Another highlight of his time in the Navy was helping to recover an unmanned NASA space capsule from the ocean. He also participated in a line-crossing ritual with several other crewmates and the captain, when they crossed the equator for the first time.

“It was such a great event because we all got initiated,” Ron says. “It was phenomenal…It’s a big event in anyone’s life. For me, besides what happened in Spain, that was another great experience of my life.”

Ron was honorably discharged from the military in 1967 and shortly thereafter took a position as patrol officer with the New Haven Police Department.

While working full-time, Ron earned his bachelor’s degree in criminal justice from the University of New Haven. He minored in education.

“My last stint with the police department was arson investigator, which was another rewarding experience,” Ron says. “Way back then arson was running rampant.
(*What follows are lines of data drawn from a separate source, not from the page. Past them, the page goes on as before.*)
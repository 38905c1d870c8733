//! Terminal driver: engine self-play, or play against an engine.
//!
//! Run with:
//! `cargo run --release --bin self_play -- --white human --black alphabeta`
//! `RUST_LOG=debug cargo run --release --bin self_play -- --white greedy --seed 7`
//!
//! Human input is a square pair such as `e2e4`, or one of `moves`, `undo`,
//! `redo`, `reset`, `quit`.

use std::error::Error;
use std::io::{self, BufRead, Write};
use std::str::FromStr;

use clap::Parser;
use rand::rngs::StdRng;
use tracing_subscriber::EnvFilter;

use ray_chess::chess_errors::ChessError;
use ray_chess::engines::engine_select::{build_engine, choose_with_fallback, StrategyKind};
use ray_chess::engines::engine_trait::{Engine, EngineConfig};
use ray_chess::game_state::game_state::GameState;
use ray_chess::search::search_types::DEFAULT_DEPTH;
use ray_chess::utils::algebraic::algebraic_to_square_pair;
use ray_chess::utils::render_game_state::{render_game_state, render_move_log};

#[derive(Debug, Parser)]
#[command(name = "self_play", about = "Play chess in the terminal")]
struct Args {
    /// Player for White: `human` or a strategy name.
    #[arg(long, default_value = "human")]
    white: PlayerKind,

    /// Player for Black: `human` or a strategy name.
    #[arg(long, default_value = "alphabeta")]
    black: PlayerKind,

    /// Search depth in plies for the engines.
    #[arg(long, default_value_t = DEFAULT_DEPTH)]
    depth: u8,

    /// Seed for reproducible engine play.
    #[arg(long)]
    seed: Option<u64>,

    /// Stop after this many plies.
    #[arg(long, default_value_t = 200)]
    max_plies: usize,
}

#[derive(Debug, Clone, Copy)]
enum PlayerKind {
    Human,
    Strategy(StrategyKind),
}

impl FromStr for PlayerKind {
    type Err = ChessError;

    fn from_str(s: &str) -> Result<Self, Self::Err> {
        if s.trim().eq_ignore_ascii_case("human") {
            Ok(PlayerKind::Human)
        } else {
            s.parse().map(PlayerKind::Strategy)
        }
    }
}

enum Player {
    Human,
    Engine(Box<dyn Engine>),
}

impl Player {
    fn new(kind: PlayerKind, config: EngineConfig) -> Self {
        match kind {
            PlayerKind::Human => Player::Human,
            PlayerKind::Strategy(strategy) => Player::Engine(build_engine(strategy, config)),
        }
    }

    fn is_human(&self) -> bool {
        matches!(self, Player::Human)
    }
}

enum TurnAction {
    Continue,
    Reset,
    Quit,
}

fn main() -> Result<(), Box<dyn Error>> {
    tracing_subscriber::fmt()
        .with_env_filter(EnvFilter::from_default_env())
        .with_writer(io::stderr)
        .init();

    let args = Args::parse();
    let config = EngineConfig {
        depth: args.depth.max(1),
        seed: args.seed,
    };
    let mut players = [
        Player::new(args.white, config),
        Player::new(args.black, config),
    ];
    let mut fallback_rng: StdRng = config.rng();

    let mut game = GameState::new_game();
    let stdin = io::stdin();
    let mut lines = stdin.lock().lines();

    loop {
        println!("{}\n", render_game_state(&game));

        let legal_moves = game.get_valid_moves();
        if legal_moves.is_empty() {
            if game.is_checkmate() {
                println!("checkmate, {} wins", game.side_to_move().opposite());
            } else {
                println!("stalemate");
            }
            break;
        }
        if game.move_log().len() >= args.max_plies {
            println!("stopping after {} plies", args.max_plies);
            break;
        }
        if game.is_check() {
            println!("{} is in check", game.side_to_move());
        }

        let side = game.side_to_move();
        let opponent_is_engine = !players[side.opposite().index()].is_human();
        let action = match &mut players[side.index()] {
            Player::Human => {
                print!("{side} to move> ");
                io::stdout().flush()?;
                let Some(line) = lines.next() else {
                    break;
                };
                handle_human_line(&mut game, &line?, opponent_is_engine)
            }
            Player::Engine(engine) => {
                let out =
                    choose_with_fallback(engine.as_mut(), &mut game, &legal_moves, &mut fallback_rng)?;
                for line in &out.info_lines {
                    tracing::debug!("{line}");
                }
                let Some(mv) = out.best_move else {
                    break;
                };
                game.make_move(mv)?;
                let played = game.last_move().copied().unwrap_or(mv);
                println!("{} ({}) plays {played}", side, engine.name());
                TurnAction::Continue
            }
        };

        match action {
            TurnAction::Continue => {}
            TurnAction::Quit => break,
            TurnAction::Reset => {
                game.reset();
                for player in players.iter_mut() {
                    if let Player::Engine(engine) = player {
                        engine.new_game();
                    }
                }
            }
        }
    }

    println!("{}", render_move_log(game.move_log()));
    Ok(())
}

fn handle_human_line(game: &mut GameState, line: &str, opponent_is_engine: bool) -> TurnAction {
    let command = line.trim().to_ascii_lowercase();
    match command.as_str() {
        "" => TurnAction::Continue,
        "quit" | "q" => TurnAction::Quit,
        "moves" => {
            let moves: Vec<String> = game
                .get_valid_moves()
                .iter()
                .map(|mv| mv.chess_notation())
                .collect();
            println!("{}", moves.join(" "));
            TurnAction::Continue
        }
        "undo" | "u" => {
            // Against an engine, take back its reply as well as our move.
            let plies = if opponent_is_engine { 2 } else { 1 };
            for _ in 0..plies {
                if let Err(err) = game.undo_move() {
                    println!("{err}");
                    break;
                }
            }
            TurnAction::Continue
        }
        "redo" | "r" => {
            let plies = if opponent_is_engine { 2 } else { 1 };
            for _ in 0..plies {
                if let Err(err) = game.redo_move() {
                    println!("{err}");
                    break;
                }
            }
            TurnAction::Continue
        }
        "reset" => TurnAction::Reset,
        text => match algebraic_to_square_pair(text) {
            Ok((start, end)) => match game.legal_move_for(start, end) {
                Some(mv) => {
                    if let Err(err) = game.make_move(mv) {
                        println!("{err}");
                    }
                    TurnAction::Continue
                }
                None => {
                    println!("illegal move: {text}");
                    TurnAction::Continue
                }
            },
            Err(err) => {
                println!("{err}");
                TurnAction::Continue
            }
        },
    }
}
New Haven was the first department to form an arson squad. I was fortunate to be on that arson squad.”

Ron received two medals from the police department, the first for saving an elderly woman from a burning building and the second, for taking two gunmen into custody by gunpoint. After retiring from the police department, Ron became a police inspector with the Division of Criminal Justice in the Litchfield State’s Attorney’s Office.
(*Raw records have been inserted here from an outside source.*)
//! Primitive chess types shared by every subsystem.
//!
//! Squares use `(row, col)` coordinates with row 0 being Black's back rank
//! (rank 8) and col 0 the a-file, matching the 8x8 mailbox in `board`.

use std::fmt;

use crate::utils::algebraic::square_to_algebraic;

/// Side to move.
#[derive(Debug, Clone, Copy, PartialEq, Eq, Hash)]
pub enum Color {
    Light,
    Dark,
}

impl Color {
    #[inline]
    pub const fn index(self) -> usize {
        match self {
            Color::Light => 0,
            Color::Dark => 1,
        }
    }

    #[inline]
    pub const fn opposite(self) -> Self {
        match self {
            Color::Light => Color::Dark,
            Color::Dark => Color::Light,
        }
    }

    /// Row delta of a single pawn push for this color.
    #[inline]
    pub const fn pawn_direction(self) -> i8 {
        match self {
            Color::Light => -1,
            Color::Dark => 1,
        }
    }

    /// Row holding this color's pawns before they have moved.
    #[inline]
    pub const fn pawn_start_row(self) -> u8 {
        match self {
            Color::Light => 6,
            Color::Dark => 1,
        }
    }

    /// Row where this color's pawns promote.
    #[inline]
    pub const fn promotion_row(self) -> u8 {
        match self {
            Color::Light => 0,
            Color::Dark => 7,
        }
    }

    /// Row holding this color's king and rooks at the start of the game.
    #[inline]
    pub const fn back_row(self) -> u8 {
        match self {
            Color::Light => 7,
            Color::Dark => 0,
        }
    }

    /// `+1` for Light, `-1` for Dark; used to turn Light-relative scores
    /// into side-relative ones.
    #[inline]
    pub const fn sign(self) -> f64 {
        match self {
            Color::Light => 1.0,
            Color::Dark => -1.0,
        }
    }
}

impl fmt::Display for Color {
    fn fmt(&self, f: &mut fmt::Formatter<'_>) -> fmt::Result {
        match self {
            Color::Light => f.write_str("white"),
            Color::Dark => f.write_str("black"),
        }
    }
}

/// Piece kind (color is carried separately in `Piece`).
#[derive(Debug, Clone, Copy, PartialEq, Eq, Hash)]
pub enum PieceKind {
    Pawn,
    Knight,
    Bishop,
    Rook,
    Queen,
    King,
}

impl PieceKind {
    #[inline]
    pub const fn index(self) -> usize {
        match self {
            PieceKind::Pawn => 0,
            PieceKind::Knight => 1,
            PieceKind::Bishop => 2,
            PieceKind::Rook => 3,
            PieceKind::Queen => 4,
            PieceKind::King => 5,
        }
    }

    /// Upper-case letter used in move notation and diagrams.
    #[inline]
    pub const fn letter(self) -> char {
        match self {
            PieceKind::Pawn => 'P',
            PieceKind::Knight => 'N',
            PieceKind::Bishop => 'B',
            PieceKind::Rook => 'R',
            PieceKind::Queen => 'Q',
            PieceKind::King => 'K',
        }
    }

    pub fn from_letter(letter: char) -> Option<Self> {
        match letter.to_ascii_uppercase() {
            'P' => Some(PieceKind::Pawn),
            'N' => Some(PieceKind::Knight),
            'B' => Some(PieceKind::Bishop),
            'R' => Some(PieceKind::Rook),
            'Q' => Some(PieceKind::Queen),
            'K' => Some(PieceKind::King),
            _ => None,
        }
    }
}

/// A colored piece. Empty squares are `None` in the board grid.
#[derive(Debug, Clone, Copy, PartialEq, Eq, Hash)]
pub struct Piece {
    pub color: Color,
    pub kind: PieceKind,
}

impl Piece {
    #[inline]
    pub const fn new(color: Color, kind: PieceKind) -> Self {
        Self { color, kind }
    }

    #[inline]
    pub fn is(self, color: Color, kind: PieceKind) -> bool {
        self.color == color && self.kind == kind
    }

    /// Diagram letter: upper case for Light, lower case for Dark.
    pub fn to_char(self) -> char {
        match self.color {
            Color::Light => self.kind.letter(),
            Color::Dark => self.kind.letter().to_ascii_lowercase(),
        }
    }

    pub fn from_char(ch: char) -> Option<Self> {
        let kind = PieceKind::from_letter(ch)?;
        let color = if ch.is_ascii_uppercase() {
            Color::Light
        } else {
            Color::Dark
        };
        Some(Self::new(color, kind))
    }
}

/// Board square as `(row, col)`, both in `0..8`.
#[derive(Debug, Clone, Copy, PartialEq, Eq, Hash, PartialOrd, Ord)]
pub struct Square {
    pub row: u8,
    pub col: u8,
}

impl Square {
    /// Callers must pass coordinates in `0..8`; see `Square::try_new` for a
    /// checked variant.
    #[inline]
    pub const fn new(row: u8, col: u8) -> Self {
        debug_assert!(row < 8 && col < 8);
        Self { row, col }
    }

    #[inline]
    pub fn try_new(row: i8, col: i8) -> Option<Self> {
        if (0..8).contains(&row) && (0..8).contains(&col) {
            Some(Self {
                row: row as u8,
                col: col as u8,
            })
        } else {
            None
        }
    }

    /// The square `steps` steps away along `direction`, if it is on the board.
    #[inline]
    pub fn offset(self, direction: Direction, steps: i8) -> Option<Self> {
        Self::try_new(
            self.row as i8 + direction.d_row * steps,
            self.col as i8 + direction.d_col * steps,
        )
    }

    /// Identity key contribution used by `Move::move_id`.
    #[inline]
    pub(crate) const fn key(self) -> u16 {
        self.row as u16 * 10 + self.col as u16
    }
}

impl fmt::Display for Square {
    fn fmt(&self, f: &mut fmt::Formatter<'_>) -> fmt::Result {
        f.write_str(&square_to_algebraic(*self))
    }
}

/// Unit step on the board. Orthogonal and diagonal rays plus knight jumps
/// all use this type.
#[derive(Debug, Clone, Copy, PartialEq, Eq, Hash)]
pub struct Direction {
    pub d_row: i8,
    pub d_col: i8,
}

impl Direction {
    #[inline]
    pub const fn new(d_row: i8, d_col: i8) -> Self {
        Self { d_row, d_col }
    }

    #[inline]
    pub const fn reversed(self) -> Self {
        Self {
            d_row: -self.d_row,
            d_col: -self.d_col,
        }
    }

    #[inline]
    pub const fn is_orthogonal(self) -> bool {
        self.d_row == 0 || self.d_col == 0
    }

    /// True if `self` runs along the same line as `other`, in either sense.
    #[inline]
    pub fn is_parallel_to(self, other: Direction) -> bool {
        self == other || self == other.reversed()
    }
}

pub const ORTHOGONAL_DIRECTIONS: [Direction; 4] = [
    Direction::new(-1, 0),
    Direction::new(0, -1),
    Direction::new(1, 0),
    Direction::new(0, 1),
];

pub const DIAGONAL_DIRECTIONS: [Direction; 4] = [
    Direction::new(-1, -1),
    Direction::new(-1, 1),
    Direction::new(1, -1),
    Direction::new(1, 1),
];

/// Orthogonal rays first, then diagonals.
pub const KING_DIRECTIONS: [Direction; 8] = [
    Direction::new(-1, 0),
    Direction::new(0, -1),
    Direction::new(1, 0),
    Direction::new(0, 1),
    Direction::new(-1, -1),
    Direction::new(-1, 1),
    Direction::new(1, -1),
    Direction::new(1, 1),
];

pub const KNIGHT_OFFSETS: [Direction; 8] = [
    Direction::new(-2, -1),
    Direction::new(-2, 1),
    Direction::new(2, -1),
    Direction::new(2, 1),
    Direction::new(-1, -2),
    Direction::new(-1, 2),
    Direction::new(1, 2),
    Direction::new(1, -2),
];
In this position, he prepared cases for trial by collecting evidence, interviewing witnesses and meeting with police after individuals were arrested, among other duties.
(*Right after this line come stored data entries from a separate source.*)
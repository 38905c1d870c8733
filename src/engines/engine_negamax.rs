use crate::chess_errors::ChessResult;
use crate::engines::engine_trait::{Engine, EngineConfig, EngineOutput};
use crate::game_state::chess_move::Move;
use crate::game_state::game_state::GameState;
use crate::search::board_scoring::{BoardScorer, PositionalScorer};
use crate::search::negamax::negamax_search;

/// Negamax without pruning. Deterministic: ties go to the earliest legal
/// move, so the seed option is accepted but unused.
pub struct NegamaxEngine<S: BoardScorer = PositionalScorer> {
    config: EngineConfig,
    scorer: S,
}

impl NegamaxEngine {
    pub fn new(config: EngineConfig) -> Self {
        Self::with_scorer(config, PositionalScorer)
    }
}

impl<S: BoardScorer> NegamaxEngine<S> {
    pub fn with_scorer(config: EngineConfig, scorer: S) -> Self {
        Self { config, scorer }
    }
}

impl Default for NegamaxEngine {
    fn default() -> Self {
        Self::new(EngineConfig::default())
    }
}

impl<S: BoardScorer> Engine for NegamaxEngine<S> {
    fn name(&self) -> &str {
        "RayChess Negamax"
    }

    fn set_option(&mut self, name: &str, value: &str) -> ChessResult<()> {
        self.config.apply_option(name, value)
    }

    fn choose_move(
        &mut self,
        game_state: &mut GameState,
        legal_moves: &[Move],
    ) -> ChessResult<EngineOutput> {
        let result = negamax_search(
            game_state,
            legal_moves,
            &self.scorer,
            self.config.search_config(),
        )?;
        Ok(EngineOutput::from_search(
            "negamax_engine",
            legal_moves.len(),
            Some(self.config.depth),
            result,
        ))
    }
}
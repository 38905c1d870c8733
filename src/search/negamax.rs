//! Negamax: minimax folded onto one maximizing routine by negating the
//! child's score at every ply.

use crate::chess_errors::ChessResult;
use crate::game_state::chess_move::Move;
use crate::game_state::game_state::GameState;
use crate::search::board_scoring::{BoardScorer, CHECKMATE};
use crate::search::search_types::{SearchConfig, SearchResult};

/// Moves are searched in the given order; the first of several equal best
/// moves wins.
pub fn negamax_search<S: BoardScorer>(
    game_state: &mut GameState,
    moves: &[Move],
    scorer: &S,
    config: SearchConfig,
) -> ChessResult<SearchResult> {
    let depth = config.effective_depth();
    let mut result = SearchResult {
        best_move: None,
        best_score: -CHECKMATE,
        nodes: 0,
    };

    for &mv in moves {
        game_state.push_move(mv)?;
        let score = -negamax(game_state, scorer, depth - 1, &mut result.nodes)?;
        game_state.pop_move()?;

        tracing::debug!("negamax {} scores {score:.2}", mv.chess_notation());
        if score > result.best_score {
            result.best_score = score;
            result.best_move = Some(mv);
        }
    }
    Ok(result)
}

/// Value of the position for the side to move.
pub(crate) fn negamax<S: BoardScorer>(
    game_state: &mut GameState,
    scorer: &S,
    depth: u8,
    nodes: &mut u64,
) -> ChessResult<f64> {
    *nodes += 1;
    let moves = game_state.get_valid_moves();
    if depth == 0 || moves.is_empty() {
        return Ok(scorer.score_for(game_state, game_state.side_to_move()));
    }

    let mut best = -CHECKMATE;
    for mv in moves {
        game_state.push_move(mv)?;
        let score = -negamax(game_state, scorer, depth - 1, nodes)?;
        game_state.pop_move()?;
        if score > best {
            best = score;
        }
    }
    Ok(best)
}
He served in this capacity until 2017. He also served for several terms on the East Haven Board of Education.

“You start from the beginning and 49 years later this is where my accomplishments brought me,” Ron says. “I have these things to look back on, accomplishments that help fulfill me.”

Today, Ron’s sense of accomplishment is also realized as a school resource officer in the North Branford School District.

“My position as a school resource officer is to protect the school from any outside incidents that occur,” Ron says.

“I get to interact with these kids everyday…and teach them the meaning of camaraderie…respect…particularly respect not only for themselves [but] parents, teachers, the school district. That is my mission,” he says.

His ability to connect with the elementary school children in Northford is drawn from his own experience as a parent to three now-grown children and five grandchildren.

He has also coached numerous children through his volunteer work with the Sal Tinari Biddy Basketball League in East Haven. He is currently treasurer of the organization and a past president.

Ron continually gains a sense of satisfaction when the children that he has coached achieve success. This was particularly true when the East Haven High School girls’ basketball team won the state title last year.

When “our girls team won the state title, three or four of those kids, I was the coach of their biddy basketball…that was something to see them achieve that,” Ron says.

Whether teaching good sportsmanship to kids on the court or instilling respect for others in elementary students, Ron’s goal today is always the same, to help kids “to be a better person in life,” he says.